Several limitations must be mentioned in this research. First, we did not attempt to address the statistical uncertainties in trip production estimates; these may play a substantially larger role than the destination and mode choice parameters, given that lower trip rates may lead to lower traffic volumes globally, which could not be “corrected” by the traffic assignment. Second, a different methodology of sampling might have produced a different result at the extremes than the results of LHS. Additionally, the relatively sparse network of the RVTPO model region—lacking parallel high-capacity highway facilities—may have meant that the network assignment process would converge to a similar solution point regardless of modest changes to the trip matrix. If the number of paths between nodes is limited and constrained by highway capacity, there are only so many solutions to any highway assignment process. It may be that in a larger network with more path redundancies or more alternative transit services, the assignment may not have been as helpful in constraining the forecast volumes. In general, these findings are based on a specific trip-based travel demand model, which may not be applicable to all contexts or regions. The results might vary significantly in different geographic areas or under different modeling frameworks, such as activity-based models. Attempting this research again with a variety of models and geographic regions would be a valuable research priority.
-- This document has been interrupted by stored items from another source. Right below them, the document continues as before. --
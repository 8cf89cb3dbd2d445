//! Integration tests for the /bookings endpoints: the full lifecycle from
//! creation through the owner's decision, plus the state-filtered listings.

mod common;

use actix_web::{http::StatusCode, test};
use chrono::{Duration, Utc};
use serde_json::{json, Value};

use si_api::app::create_app;
use si_api::identity::SHARER_USER_ID;

async fn create_user<S, B>(app: &S, name: &str, email: &str) -> i64
where
    S: actix_web::dev::Service<
        actix_http::Request,
        Response = actix_web::dev::ServiceResponse<B>,
        Error = actix_web::Error,
    >,
    B: actix_web::body::MessageBody,
{
    let req = test::TestRequest::post()
        .uri("/users")
        .set_json(json!({"name": name, "email": email}))
        .to_request();
    let body: Value = test::call_and_read_body_json(app, req).await;
    body["id"].as_i64().unwrap()
}

async fn create_item<S, B>(app: &S, owner_id: i64) -> i64
where
    S: actix_web::dev::Service<
        actix_http::Request,
        Response = actix_web::dev::ServiceResponse<B>,
        Error = actix_web::Error,
    >,
    B: actix_web::body::MessageBody,
{
    let req = test::TestRequest::post()
        .uri("/items")
        .insert_header((SHARER_USER_ID, owner_id.to_string()))
        .set_json(json!({"name": "Drill", "description": "Cordless", "available": true}))
        .to_request();
    let body: Value = test::call_and_read_body_json(app, req).await;
    body["id"].as_i64().unwrap()
}

fn window(days_from_now: i64, length_days: i64) -> (String, String) {
    let start = Utc::now() + Duration::days(days_from_now);
    let end = start + Duration::days(length_days);
    (start.to_rfc3339(), end.to_rfc3339())
}

async fn book<S, B>(app: &S, booker_id: i64, item_id: i64, start: &str, end: &str) -> Value
where
    S: actix_web::dev::Service<
        actix_http::Request,
        Response = actix_web::dev::ServiceResponse<B>,
        Error = actix_web::Error,
    >,
    B: actix_web::body::MessageBody,
{
    let req = test::TestRequest::post()
        .uri("/bookings")
        .insert_header((SHARER_USER_ID, booker_id.to_string()))
        .set_json(json!({"item_id": item_id, "start": start, "end": end}))
        .to_request();
    test::call_and_read_body_json(app, req).await
}

#[actix_web::test]
async fn test_booking_lifecycle_create_approve_list() {
    let app = test::init_service(create_app(common::mock_state())).await;
    let owner = create_user(&app, "Alice", "a@x.com").await;
    let booker = create_user(&app, "Bob", "b@x.com").await;
    let item = create_item(&app, owner).await;

    let (start, end) = window(1, 2);
    let booking = book(&app, booker, item, &start, &end).await;
    assert_eq!(booking["status"], "WAITING");
    let booking_id = booking["id"].as_i64().unwrap();

    // the owner approves
    let req = test::TestRequest::patch()
        .uri(&format!("/bookings/{booking_id}?approved=true"))
        .insert_header((SHARER_USER_ID, owner.to_string()))
        .to_request();
    let decided: Value = test::call_and_read_body_json(&app, req).await;
    assert_eq!(decided["status"], "APPROVED");

    // approval bumps the item's rental counter
    let req = test::TestRequest::get()
        .uri(&format!("/items/{item}"))
        .to_request();
    let detail: Value = test::call_and_read_body_json(&app, req).await;
    assert_eq!(detail["rental_count"], json!(1));

    // booker sees it under FUTURE, no longer under WAITING
    let req = test::TestRequest::get()
        .uri("/bookings?state=FUTURE")
        .insert_header((SHARER_USER_ID, booker.to_string()))
        .to_request();
    let future: Value = test::call_and_read_body_json(&app, req).await;
    assert_eq!(future.as_array().unwrap().len(), 1);

    let req = test::TestRequest::get()
        .uri("/bookings?state=WAITING")
        .insert_header((SHARER_USER_ID, booker.to_string()))
        .to_request();
    let waiting: Value = test::call_and_read_body_json(&app, req).await;
    assert!(waiting.as_array().unwrap().is_empty());

    // the owner axis sees the same booking
    let req = test::TestRequest::get()
        .uri("/bookings/owner?state=ALL")
        .insert_header((SHARER_USER_ID, owner.to_string()))
        .to_request();
    let owned: Value = test::call_and_read_body_json(&app, req).await;
    assert_eq!(owned.as_array().unwrap().len(), 1);
}

#[actix_web::test]
async fn test_overlap_with_approved_booking_is_rejected() {
    let app = test::init_service(create_app(common::mock_state())).await;
    let owner = create_user(&app, "Alice", "a@x.com").await;
    let bob = create_user(&app, "Bob", "b@x.com").await;
    let carol = create_user(&app, "Carol", "c@x.com").await;
    let item = create_item(&app, owner).await;

    let (start, end) = window(1, 3);
    let booking = book(&app, bob, item, &start, &end).await;
    let booking_id = booking["id"].as_i64().unwrap();

    let req = test::TestRequest::patch()
        .uri(&format!("/bookings/{booking_id}?approved=true"))
        .insert_header((SHARER_USER_ID, owner.to_string()))
        .to_request();
    test::call_service(&app, req).await;

    // an overlapping window can no longer be booked
    let (start, end) = window(2, 3);
    let req = test::TestRequest::post()
        .uri("/bookings")
        .insert_header((SHARER_USER_ID, carol.to_string()))
        .set_json(json!({"item_id": item, "start": start, "end": end}))
        .to_request();
    let resp = test::call_service(&app, req).await;
    assert_eq!(resp.status(), StatusCode::BAD_REQUEST);

    // a disjoint window is fine
    let (start, end) = window(10, 1);
    let booking = book(&app, carol, item, &start, &end).await;
    assert_eq!(booking["status"], "WAITING");
}

#[actix_web::test]
async fn test_owners_cannot_book_their_own_items() {
    let app = test::init_service(create_app(common::mock_state())).await;
    let owner = create_user(&app, "Alice", "a@x.com").await;
    let item = create_item(&app, owner).await;

    let (start, end) = window(1, 1);
    let req = test::TestRequest::post()
        .uri("/bookings")
        .insert_header((SHARER_USER_ID, owner.to_string()))
        .set_json(json!({"item_id": item, "start": start, "end": end}))
        .to_request();
    let resp = test::call_service(&app, req).await;
    assert_eq!(resp.status(), StatusCode::FORBIDDEN);
}

#[actix_web::test]
async fn test_past_window_is_rejected_at_the_boundary() {
    let app = test::init_service(create_app(common::mock_state())).await;
    let owner = create_user(&app, "Alice", "a@x.com").await;
    let booker = create_user(&app, "Bob", "b@x.com").await;
    let item = create_item(&app, owner).await;

    let (start, end) = window(-2, 1);
    let req = test::TestRequest::post()
        .uri("/bookings")
        .insert_header((SHARER_USER_ID, booker.to_string()))
        .set_json(json!({"item_id": item, "start": start, "end": end}))
        .to_request();
    let resp = test::call_service(&app, req).await;
    assert_eq!(resp.status(), StatusCode::BAD_REQUEST);
}

#[actix_web::test]
async fn test_only_parties_may_view_a_booking() {
    let app = test::init_service(create_app(common::mock_state())).await;
    let owner = create_user(&app, "Alice", "a@x.com").await;
    let booker = create_user(&app, "Bob", "b@x.com").await;
    let outsider = create_user(&app, "Carol", "c@x.com").await;
    let item = create_item(&app, owner).await;

    let (start, end) = window(1, 1);
    let booking = book(&app, booker, item, &start, &end).await;
    let booking_id = booking["id"].as_i64().unwrap();

    for caller in [owner, booker] {
        let req = test::TestRequest::get()
            .uri(&format!("/bookings/{booking_id}"))
            .insert_header((SHARER_USER_ID, caller.to_string()))
            .to_request();
        assert_eq!(test::call_service(&app, req).await.status(), StatusCode::OK);
    }

    let req = test::TestRequest::get()
        .uri(&format!("/bookings/{booking_id}"))
        .insert_header((SHARER_USER_ID, outsider.to_string()))
        .to_request();
    assert_eq!(
        test::call_service(&app, req).await.status(),
        StatusCode::FORBIDDEN
    );
}

#[actix_web::test]
async fn test_decision_is_final() {
    let app = test::init_service(create_app(common::mock_state())).await;
    let owner = create_user(&app, "Alice", "a@x.com").await;
    let booker = create_user(&app, "Bob", "b@x.com").await;
    let item = create_item(&app, owner).await;

    let (start, end) = window(1, 1);
    let booking = book(&app, booker, item, &start, &end).await;
    let booking_id = booking["id"].as_i64().unwrap();

    // only the owner may decide
    let req = test::TestRequest::patch()
        .uri(&format!("/bookings/{booking_id}?approved=false"))
        .insert_header((SHARER_USER_ID, booker.to_string()))
        .to_request();
    assert_eq!(
        test::call_service(&app, req).await.status(),
        StatusCode::FORBIDDEN
    );

    let req = test::TestRequest::patch()
        .uri(&format!("/bookings/{booking_id}?approved=false"))
        .insert_header((SHARER_USER_ID, owner.to_string()))
        .to_request();
    let decided: Value = test::call_and_read_body_json(&app, req).await;
    assert_eq!(decided["status"], "REJECTED");

    // a second decision is rejected
    let req = test::TestRequest::patch()
        .uri(&format!("/bookings/{booking_id}?approved=true"))
        .insert_header((SHARER_USER_ID, owner.to_string()))
        .to_request();
    assert_eq!(
        test::call_service(&app, req).await.status(),
        StatusCode::BAD_REQUEST
    );
}

#[actix_web::test]
async fn test_booker_cancels_a_waiting_booking() {
    let app = test::init_service(create_app(common::mock_state())).await;
    let owner = create_user(&app, "Alice", "a@x.com").await;
    let booker = create_user(&app, "Bob", "b@x.com").await;
    let item = create_item(&app, owner).await;

    let (start, end) = window(1, 1);
    let booking = book(&app, booker, item, &start, &end).await;
    let booking_id = booking["id"].as_i64().unwrap();

    // the owner cannot cancel on the booker's behalf
    let req = test::TestRequest::delete()
        .uri(&format!("/bookings/{booking_id}"))
        .insert_header((SHARER_USER_ID, owner.to_string()))
        .to_request();
    assert_eq!(
        test::call_service(&app, req).await.status(),
        StatusCode::FORBIDDEN
    );

    let req = test::TestRequest::delete()
        .uri(&format!("/bookings/{booking_id}"))
        .insert_header((SHARER_USER_ID, booker.to_string()))
        .to_request();
    let canceled: Value = test::call_and_read_body_json(&app, req).await;
    assert_eq!(canceled["status"], "CANCELED");

    // REJECTED listing covers canceled bookings too
    let req = test::TestRequest::get()
        .uri("/bookings?state=REJECTED")
        .insert_header((SHARER_USER_ID, booker.to_string()))
        .to_request();
    let rejected: Value = test::call_and_read_body_json(&app, req).await;
    assert_eq!(rejected.as_array().unwrap().len(), 1);
}

#[actix_web::test]
async fn test_unknown_state_filter_is_a_validation_error() {
    let app = test::init_service(create_app(common::mock_state())).await;
    let booker = create_user(&app, "Bob", "b@x.com").await;

    let req = test::TestRequest::get()
        .uri("/bookings?state=SOMEDAY")
        .insert_header((SHARER_USER_ID, booker.to_string()))
        .to_request();
    let resp = test::call_service(&app, req).await;
    assert_eq!(resp.status(), StatusCode::BAD_REQUEST);

    let body: Value = test::read_body_json(resp).await;
    assert_eq!(body["error"], "Validation error");
    assert!(body["message"].as_str().unwrap().contains("SOMEDAY"));
}

#[actix_web::test]
async fn test_listings_are_sorted_newest_first() {
    let app = test::init_service(create_app(common::mock_state())).await;
    let owner = create_user(&app, "Alice", "a@x.com").await;
    let booker = create_user(&app, "Bob", "b@x.com").await;
    let item = create_item(&app, owner).await;

    let (early_start, early_end) = window(1, 1);
    let (late_start, late_end) = window(5, 1);
    let early = book(&app, booker, item, &early_start, &early_end).await;
    let late = book(&app, booker, item, &late_start, &late_end).await;

    let req = test::TestRequest::get()
        .uri("/bookings?state=ALL")
        .insert_header((SHARER_USER_ID, booker.to_string()))
        .to_request();
    let listed: Value = test::call_and_read_body_json(&app, req).await;
    let listed = listed.as_array().unwrap();
    assert_eq!(listed.len(), 2);
    assert_eq!(listed[0]["id"], late["id"]);
    assert_eq!(listed[1]["id"], early["id"]);
}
In this research, we only had the estimates of the statistical coefficients and, therefore, had to assume a coefficient of variation to derive variation in the sampling procedure. It would be better if model user guides and development documentation more regularly provided estimates of the standard errors of model parameters. The ideal would be variance–covariance matrices for the estimated models, enabling researchers to ensure that covariance relationships between sampled parameters are maintained. Future research might reconsider the present experiment but allow for a correlation between parameter values.
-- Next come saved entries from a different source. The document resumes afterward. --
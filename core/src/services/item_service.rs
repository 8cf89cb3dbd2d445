//! Item catalog service: listing, search and post-rental comments.

use chrono::{DateTime, Utc};
use std::collections::HashMap;
use std::sync::Arc;

use crate::domain::entities::{Comment, Item, User};
use crate::domain::value_objects::{CommentDetails, ItemDetails};
use crate::errors::{DomainError, DomainResult};
use crate::repositories::{
    BookingRepository, CommentRepository, ItemRepository, RequestRepository, UserRepository,
};

/// Fields required to list a new item
#[derive(Debug, Clone)]
pub struct NewItem {
    pub name: String,
    pub description: String,
    pub available: bool,
    pub request_id: Option<i64>,
}

/// Patch applied to an existing item; absent fields keep their value
#[derive(Debug, Clone, Default)]
pub struct UpdateItem {
    pub name: Option<String>,
    pub description: Option<String>,
    pub available: Option<bool>,
}

/// Service managing the item catalog
pub struct ItemService<I, U, B, C, Q>
where
    I: ItemRepository,
    U: UserRepository,
    B: BookingRepository,
    C: CommentRepository,
    Q: RequestRepository,
{
    item_repository: Arc<I>,
    user_repository: Arc<U>,
    booking_repository: Arc<B>,
    comment_repository: Arc<C>,
    request_repository: Arc<Q>,
}

impl<I, U, B, C, Q> ItemService<I, U, B, C, Q>
where
    I: ItemRepository,
    U: UserRepository,
    B: BookingRepository,
    C: CommentRepository,
    Q: RequestRepository,
{
    /// Create a new item service
    pub fn new(
        item_repository: Arc<I>,
        user_repository: Arc<U>,
        booking_repository: Arc<B>,
        comment_repository: Arc<C>,
        request_repository: Arc<Q>,
    ) -> Self {
        Self {
            item_repository,
            user_repository,
            booking_repository,
            comment_repository,
            request_repository,
        }
    }

    /// List a new item owned by `owner_id`
    pub async fn create(&self, owner_id: i64, new_item: NewItem) -> DomainResult<Item> {
        self.require_user(owner_id).await?;

        if let Some(request_id) = new_item.request_id {
            self.request_repository
                .find_by_id(request_id)
                .await?
                .ok_or(DomainError::not_found("Request", request_id))?;
        }

        let item = Item::new(
            owner_id,
            new_item.name,
            new_item.description,
            new_item.available,
            new_item.request_id,
        );
        let item = self.item_repository.create(item).await?;
        tracing::debug!(item_id = item.id, owner_id, "listed item");
        Ok(item)
    }

    /// Apply a partial update; only the recorded owner may do this
    pub async fn update(
        &self,
        user_id: i64,
        item_id: i64,
        patch: UpdateItem,
    ) -> DomainResult<Item> {
        let mut item = self.require_item(item_id).await?;

        if item.owner_id != user_id {
            return Err(DomainError::forbidden(format!(
                "Only the owner may update item {item_id}"
            )));
        }

        if let Some(name) = patch.name {
            item.name = name;
        }
        if let Some(description) = patch.description {
            item.description = description;
        }
        if let Some(available) = patch.available {
            item.available = available;
        }

        self.item_repository.update(item).await
    }

    /// Fetch an item together with its comments
    pub async fn find_by_id(&self, item_id: i64) -> DomainResult<ItemDetails> {
        let item = self.require_item(item_id).await?;
        let comments = self.comment_repository.find_by_item(item_id).await?;
        let comments = self.with_author_names(comments).await?;
        Ok(ItemDetails { item, comments })
    }

    /// List the items owned by a user
    pub async fn find_by_owner(&self, owner_id: i64) -> DomainResult<Vec<Item>> {
        self.require_user(owner_id).await?;
        self.item_repository.find_by_owner(owner_id).await
    }

    /// Text search over available items. Blank text yields an empty result
    /// set, not "match all".
    pub async fn search(&self, text: &str) -> DomainResult<Vec<Item>> {
        let trimmed = text.trim();
        if trimmed.is_empty() {
            return Ok(Vec::new());
        }
        self.item_repository.search(trimmed).await
    }

    /// Post a comment on an item. Allowed only when the author has a
    /// completed, approved booking of that item at `now`.
    pub async fn add_comment(
        &self,
        author_id: i64,
        item_id: i64,
        text: String,
        now: DateTime<Utc>,
    ) -> DomainResult<CommentDetails> {
        let author = self.require_user(author_id).await?;
        self.require_item(item_id).await?;

        let qualified = self
            .booking_repository
            .has_qualifying_booking(item_id, author_id, now)
            .await?;
        if !qualified {
            return Err(DomainError::validation(format!(
                "User {author_id} has no completed booking of item {item_id}; commenting not allowed"
            )));
        }

        let comment = self
            .comment_repository
            .create(Comment::new(item_id, author_id, text, now))
            .await?;
        Ok(CommentDetails::new(comment, author.name))
    }

    async fn require_user(&self, user_id: i64) -> DomainResult<User> {
        self.user_repository
            .find_by_id(user_id)
            .await?
            .ok_or(DomainError::not_found("User", user_id))
    }

    async fn require_item(&self, item_id: i64) -> DomainResult<Item> {
        self.item_repository
            .find_by_id(item_id)
            .await?
            .ok_or(DomainError::not_found("Item", item_id))
    }

    /// Resolve author display names for a batch of comments, one lookup per
    /// distinct author.
    async fn with_author_names(
        &self,
        comments: Vec<Comment>,
    ) -> DomainResult<Vec<CommentDetails>> {
        let mut names: HashMap<i64, String> = HashMap::new();
        let mut details = Vec::with_capacity(comments.len());

        for comment in comments {
            if !names.contains_key(&comment.author_id) {
                let name = self
                    .user_repository
                    .find_by_id(comment.author_id)
                    .await?
                    .map(|u| u.name)
                    .unwrap_or_default();
                names.insert(comment.author_id, name);
            }
            let author_name = names[&comment.author_id].clone();
            details.push(CommentDetails::new(comment, author_name));
        }

        Ok(details)
    }
}

#[cfg(test)]
mod tests {
    use super::*;
    use crate::domain::entities::Booking;
    use crate::repositories::{
        BookingRepository, MockBookingRepository, MockCommentRepository, MockItemRepository,
        MockRequestRepository, MockUserRepository, UserRepository,
    };
    use chrono::Duration;

    type Service = ItemService<
        MockItemRepository,
        MockUserRepository,
        MockBookingRepository,
        MockCommentRepository,
        MockRequestRepository,
    >;

    struct Fixture {
        service: Service,
        users: Arc<MockUserRepository>,
        bookings: Arc<MockBookingRepository>,
    }

    fn fixture() -> Fixture {
        let users = Arc::new(MockUserRepository::new());
        let items = Arc::new(MockItemRepository::new());
        let bookings = Arc::new(MockBookingRepository::new(Arc::clone(&items)));
        let comments = Arc::new(MockCommentRepository::new());
        let requests = Arc::new(MockRequestRepository::new());
        let service = ItemService::new(
            items,
            Arc::clone(&users),
            Arc::clone(&bookings),
            comments,
            requests,
        );
        Fixture {
            service,
            users,
            bookings,
        }
    }

    async fn add_user(users: &MockUserRepository, name: &str, email: &str) -> User {
        users.create(User::new(name, email)).await.unwrap()
    }

    fn new_item(name: &str, description: &str, available: bool) -> NewItem {
        NewItem {
            name: name.into(),
            description: description.into(),
            available,
            request_id: None,
        }
    }

    #[tokio::test]
    async fn test_create_requires_existing_owner() {
        let f = fixture();
        let error = f
            .service
            .create(7, new_item("Drill", "Power drill", true))
            .await
            .unwrap_err();
        assert_eq!(error, DomainError::not_found("User", 7));
    }

    #[tokio::test]
    async fn test_update_by_non_owner_is_forbidden() {
        let f = fixture();
        let owner = add_user(&f.users, "Owner", "o@x.com").await;
        let other = add_user(&f.users, "Other", "t@x.com").await;
        let item = f
            .service
            .create(owner.id, new_item("Drill", "Power drill", true))
            .await
            .unwrap();

        let error = f
            .service
            .update(
                other.id,
                item.id,
                UpdateItem {
                    name: Some("Stolen drill".into()),
                    ..Default::default()
                },
            )
            .await
            .unwrap_err();
        assert!(matches!(error, DomainError::Forbidden { .. }));
    }

    #[tokio::test]
    async fn test_search_blank_text_is_empty() {
        let f = fixture();
        let owner = add_user(&f.users, "Owner", "o@x.com").await;
        f.service
            .create(owner.id, new_item("Drill", "Power drill", true))
            .await
            .unwrap();

        assert!(f.service.search("").await.unwrap().is_empty());
        assert!(f.service.search("   ").await.unwrap().is_empty());
    }

    #[tokio::test]
    async fn test_search_matches_name_and_description() {
        let f = fixture();
        let owner = add_user(&f.users, "Owner", "o@x.com").await;
        let drill = f
            .service
            .create(owner.id, new_item("Drill", "18V cordless", true))
            .await
            .unwrap();
        f.service
            .create(owner.id, new_item("Ladder", "3m aluminium", true))
            .await
            .unwrap();
        // unavailable items never match
        f.service
            .create(owner.id, new_item("Drill press", "Bench drill", false))
            .await
            .unwrap();

        let by_name = f.service.search("dRiLl").await.unwrap();
        assert_eq!(by_name.len(), 1);
        assert_eq!(by_name[0].id, drill.id);

        let by_description = f.service.search("cordless").await.unwrap();
        assert_eq!(by_description.len(), 1);
        assert_eq!(by_description[0].id, drill.id);
    }

    #[tokio::test]
    async fn test_comment_requires_completed_approved_booking() {
        let f = fixture();
        let owner = add_user(&f.users, "Owner", "o@x.com").await;
        let renter = add_user(&f.users, "Renter", "r@x.com").await;
        let stranger = add_user(&f.users, "Stranger", "s@x.com").await;
        let item = f
            .service
            .create(owner.id, new_item("Drill", "Power drill", true))
            .await
            .unwrap();

        let now = Utc::now();
        let booking = Booking::new(
            item.id,
            renter.id,
            now - Duration::hours(3),
            now - Duration::hours(1),
        );
        let booking = f.bookings.create(booking).await.unwrap();
        f.bookings.approve(booking.id).await.unwrap();

        let comment = f
            .service
            .add_comment(renter.id, item.id, "Great drill".into(), now)
            .await
            .unwrap();
        assert_eq!(comment.author_name, "Renter");

        let error = f
            .service
            .add_comment(stranger.id, item.id, "Nice!".into(), now)
            .await
            .unwrap_err();
        assert!(matches!(error, DomainError::Validation { .. }));
    }

    #[tokio::test]
    async fn test_comment_eligibility_is_monotonic_in_now() {
        let f = fixture();
        let owner = add_user(&f.users, "Owner", "o@x.com").await;
        let renter = add_user(&f.users, "Renter", "r@x.com").await;
        let item = f
            .service
            .create(owner.id, new_item("Drill", "Power drill", true))
            .await
            .unwrap();

        let now = Utc::now();
        let booking = Booking::new(
            item.id,
            renter.id,
            now - Duration::hours(2),
            now + Duration::hours(1),
        );
        let booking = f.bookings.create(booking).await.unwrap();
        f.bookings.approve(booking.id).await.unwrap();

        // still running: not eligible
        assert!(!f
            .bookings
            .has_qualifying_booking(item.id, renter.id, now)
            .await
            .unwrap());

        // once eligible, stays eligible at every later instant
        let first_true = now + Duration::hours(1) + Duration::seconds(1);
        assert!(f
            .bookings
            .has_qualifying_booking(item.id, renter.id, first_true)
            .await
            .unwrap());
        assert!(f
            .bookings
            .has_qualifying_booking(item.id, renter.id, first_true + Duration::days(30))
            .await
            .unwrap());
    }

    #[tokio::test]
    async fn test_find_by_id_joins_comment_authors() {
        let f = fixture();
        let owner = add_user(&f.users, "Owner", "o@x.com").await;
        let renter = add_user(&f.users, "Renter", "r@x.com").await;
        let item = f
            .service
            .create(owner.id, new_item("Drill", "Power drill", true))
            .await
            .unwrap();

        let now = Utc::now();
        let booking = Booking::new(
            item.id,
            renter.id,
            now - Duration::hours(3),
            now - Duration::hours(1),
        );
        let booking = f.bookings.create(booking).await.unwrap();
        f.bookings.approve(booking.id).await.unwrap();
        f.service
            .add_comment(renter.id, item.id, "Great drill".into(), now)
            .await
            .unwrap();

        let details = f.service.find_by_id(item.id).await.unwrap();
        assert_eq!(details.item.id, item.id);
        assert_eq!(details.comments.len(), 1);
        assert_eq!(details.comments[0].author_name, "Renter");
    }
}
Notwithstanding these limitations, statistical parameter variance does not appear to be the largest source of uncertainty in travel forecasting. There are likely more important factors at play that planners and government agencies should address. Research on all sources of uncertainty is somewhat limited, but in many ways has been hampered by the burdensome computational requirements of many modern travel models [
4]. This research methodology benefited from a lightweight travel model that could be repeatedly re-run with dozens of sampled choice parameters. One strategy for applying this methodology to larger models may involve using the relatively recent TMIP-EMAT exploratory modeling toolkit [
23]. But a better understanding of the other sources of uncertainty—model specification and input accuracy—might also benefit from lightweight models constructed for transparency and flexibility rather than heavily constrained models emphasizing precise spatial details and strict behavioral constraints. This might allow forecasts to be made with an ensemble approach [
24], identifying preferred policies as the consensus of multiple plausible model specifications.